SÃO PAULO — Alegando que não receberam o salário de março, os médicos cubanos Raul Vargas, de 51 anos, e Okanis Borrego, de 29, abandonaram o Programa Mais Médicos nesta segunda-feira. Assim como fez a também cubana Ramona Rodriguez, que desistiu do programa em fevereiro, eles reclamam que o pagamento feito aos cubanos é mais baixo do que o dos profissionais de outras nacionalidades e que o contrato assinado com o governo da ilha impõe restrições à sua liberdade.
Vargas e Okanis contam com o apoio da Associação Médica Brasileira (AMB), que oferece ajuda a quem quer desistir do programa. A entidade deve ajudá-los a estudar para o Revalida, exame que permite a validação do seu diploma, e a arrumar um emprego como médicos de assistência básica no Brasil. O exame deve ser marcado para outubro. Segundo a AMB, eles podem trabalhar em qualquer função que não envolva atendimento médico.
— Ninguém foi obrigado a vir ao Brasil. Mas muitos médicos cubanos queriam vir pra cá. Na minha opinião é o país mais desenvolvido da América Latina — disse Vargas. — Mas quando chegamos, ninguém sabia que ganharíamos menos que os outros médicos do programa. Foi a Ramona que abriu nossos olhos para isso.
Os médicos cubanos fizeram pedido de refúgio na Polícia Federal (PF) e no Conselho Nacional de Refugiados (Conare), o que garante que os eles não sejam deportados ao longo de um ano, segundo o diretor jurídico da AMB, Carlos Michaelis Jr..
Em entrevista coletiva organizada pela AMB na manhã desta terça em São Paulo, os cubanos contaram que souberam que o governo brasileiro contrataria profissionais estrangeiros em novembro de 2012. Eles embarcaram para o país um ano depois.
Após passar 21 dias em Brasília, foram enviados para o município de Senador José Porfirio, no interior do Pará.
— A AMB nunca disse que não quer médicos estrangeiros. Defendemos que qualquer médico pode trabalhar no Brasil desde que faça a revalidação do diploma - afirmou o presidente da AMB, Florentino Cardoso. - Do jeito que está, eles se sentem em um regime análogo à escravidão, sem direito de ir e vir e falar o que pensa como nós brasileiros.
A entidade médica tem um programa para auxiliar os médicos estrangeiros que chegaram ao Brasil por meio do Mais Médicos a revalidar o diploma. Segundo Cardoso, desde fevereiro, quando a campanha da AMB veio à tona após o caso Ramona, cerca de 30 profissionais entraram em contato com a entidade para se informar sobre o procedimento.

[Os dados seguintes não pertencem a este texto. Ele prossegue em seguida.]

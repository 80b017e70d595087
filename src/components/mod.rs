//! Ready-made element trees: cards and badges.

/// Badges and badge groups.
pub mod badge;
/// Cards with label/value rows.
pub mod card;

use serde::Deserialize;
use serde::de::DeserializeOwned;
use serde_json::Value;

use crate::foundation::error::{CanvasError, CanvasResult};
use crate::layout::element::Element;

use self::badge::{Badge, badge_showcase, default_showcase_badges};
use self::card::Card;

/// Named component the CLI can render.
#[derive(Clone, Copy, Debug, PartialEq, Eq)]
pub enum Component {
    /// [`Card`].
    Card,
    /// A single [`Badge`].
    Badge,
    /// Badge group on a dark panel.
    Badges,
}

impl Component {
    /// Every component, in CLI listing order.
    pub const ALL: [Component; 3] = [Self::Card, Self::Badge, Self::Badges];

    /// Name used on the command line.
    pub fn as_str(self) -> &'static str {
        match self {
            Self::Card => "card",
            Self::Badge => "badge",
            Self::Badges => "badges",
        }
    }

    /// Build the element tree from a JSON props object.
    pub fn build(self, props: Value) -> CanvasResult<Element> {
        match self {
            Self::Card => Ok(parse_props::<Card>(self, props)?.element()),
            Self::Badge => Ok(parse_props::<Badge>(self, props)?.element()),
            Self::Badges => {
                let props = parse_props::<ShowcaseProps>(self, props)?;
                let badges = props.badges.unwrap_or_else(default_showcase_badges);
                Ok(badge_showcase(&badges))
            }
        }
    }
}

impl std::fmt::Display for Component {
    fn fmt(&self, f: &mut std::fmt::Formatter<'_>) -> std::fmt::Result {
        f.write_str(self.as_str())
    }
}

impl std::str::FromStr for Component {
    type Err = CanvasError;

    fn from_str(s: &str) -> Result<Self, Self::Err> {
        Self::ALL
            .into_iter()
            .find(|c| c.as_str() == s)
            .ok_or_else(|| {
                CanvasError::validation(format!(
                    "unknown component '{s}' (available: card, badge, badges)"
                ))
            })
    }
}

#[derive(Deserialize)]
struct ShowcaseProps {
    #[serde(default)]
    badges: Option<Vec<Badge>>,
}

fn parse_props<T: DeserializeOwned>(component: Component, props: Value) -> CanvasResult<T> {
    serde_json::from_value(props)
        .map_err(|e| CanvasError::validation(format!("invalid {component} props: {e}")))
}

#[cfg(test)]
#[path = "../../tests/unit/components/component.rs"]
mod tests;
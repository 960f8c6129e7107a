use std::collections::{HashMap, VecDeque};
use std::sync::{Mutex, MutexGuard};

use crate::models::ProjectRecord;
use crate::store::{Attribute, RecordStore, StoreError, WriteCondition};

/// In-memory record store for tests and embedding.
///
/// Failures queued with [`MemoryStore::inject_failure`] are returned, one per
/// call and in order, before any real work happens.
#[derive(Default)]
pub struct MemoryStore {
    inner: Mutex<Inner>,
}

#[derive(Default)]
struct Inner {
    records: HashMap<String, ProjectRecord>,
    failures: VecDeque<StoreError>,
    calls: usize,
}

impl MemoryStore {
    pub fn new() -> Self {
        Self::default()
    }

    /// Queue an error for the next store call
    pub fn inject_failure(&self, err: StoreError) {
        self.lock().failures.push_back(err);
    }

    /// Total get/put/update calls seen, including failed ones
    pub fn call_count(&self) -> usize {
        self.lock().calls
    }

    fn lock(&self) -> MutexGuard<'_, Inner> {
        self.inner.lock().unwrap_or_else(|err| err.into_inner())
    }

    fn begin(&self) -> Result<MutexGuard<'_, Inner>, StoreError> {
        let mut inner = self.lock();
        inner.calls += 1;
        match inner.failures.pop_front() {
            Some(err) => Err(err),
            None => Ok(inner),
        }
    }
}

impl RecordStore for MemoryStore {
    fn get(&self, id: &str) -> Result<Option<ProjectRecord>, StoreError> {
        let inner = self.begin()?;
        Ok(inner.records.get(id).cloned())
    }

    fn put(&self, record: &ProjectRecord, condition: WriteCondition) -> Result<u64, StoreError> {
        let mut inner = self.begin()?;
        let current = inner.records.get(&record.id).map(|r| r.version);
        match (condition, current) {
            (WriteCondition::IfAbsent, Some(actual)) => {
                return Err(StoreError::Conflict { id: record.id.clone(), expected: 0, actual: Some(actual) });
            }
            (WriteCondition::IfVersion(expected), actual) if actual != Some(expected) => {
                return Err(StoreError::Conflict { id: record.id.clone(), expected, actual });
            }
            _ => {}
        }
        let version = current.unwrap_or(0) + 1;
        let mut stored = record.clone();
        stored.version = version;
        inner.records.insert(record.id.clone(), stored);
        Ok(version)
    }

    fn update(&self, id: &str, attributes: &[Attribute]) -> Result<u64, StoreError> {
        let mut inner = self.begin()?;
        let record = inner
            .records
            .get_mut(id)
            .ok_or_else(|| StoreError::NotFound(id.to_string()))?;
        for attribute in attributes {
            attribute.apply(record);
        }
        record.version += 1;
        Ok(record.version)
    }
}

Vargas é pós-graduado em atendimento primário e medicina da família e já havia participado de missões de médicos cubanos na Venezuela e no Paquistão. Ele admite que já tinha pensado em aproveitar a oportunidade de vir ao Brasil para abandonar Cuba, mas, ainda que tenha tomado a decisão de continuar morando no país, teme que seus familiares sofram represálias na ilha. Segundo ele, um médico recebe cerca de 25 dólares por mês em seu país natal.
— Minha opinião pessoal é que Cuba trata os médicos como uma mercadoria. Lá a universidade é pública. Então o governo nos forma e depois nos usam para fazer dinheiro. Esses programas de levar médicos a populações carentes não têm um objetivo humanitário, mas, sim, um objetivo mercantilista.
Em nota, o Ministério da Saúde esclarece que “os médicos da cooperação com Cuba atuam no país por meio de uma modalidade de contratação diferenciada, através de acordo com a Organização Pan-Americana da Saúde (OPAS)” e recebem o equivalente a R$ 3 mil líquidos por mês como bolsa-formação. Segundo a pasta, informações repassadas pela embaixada de Cuba no Brasil à OPAS dão conta que o pagamento de março a esses profissionais “foi realizado normalmente, dentro do prazo e valor previstos”.
Diz ainda a nota que “assim como todos os participantes do Programa Mais Médicos, os médicos cubanos também estão sujeitos às leis do Brasil”, que eles “são livres para viver sua vida privada” e que “não sofrem qualquer tipo de coerção por parte do governo brasileiro, que respeita as liberdades individuais de brasileiros e de estrangeiros”.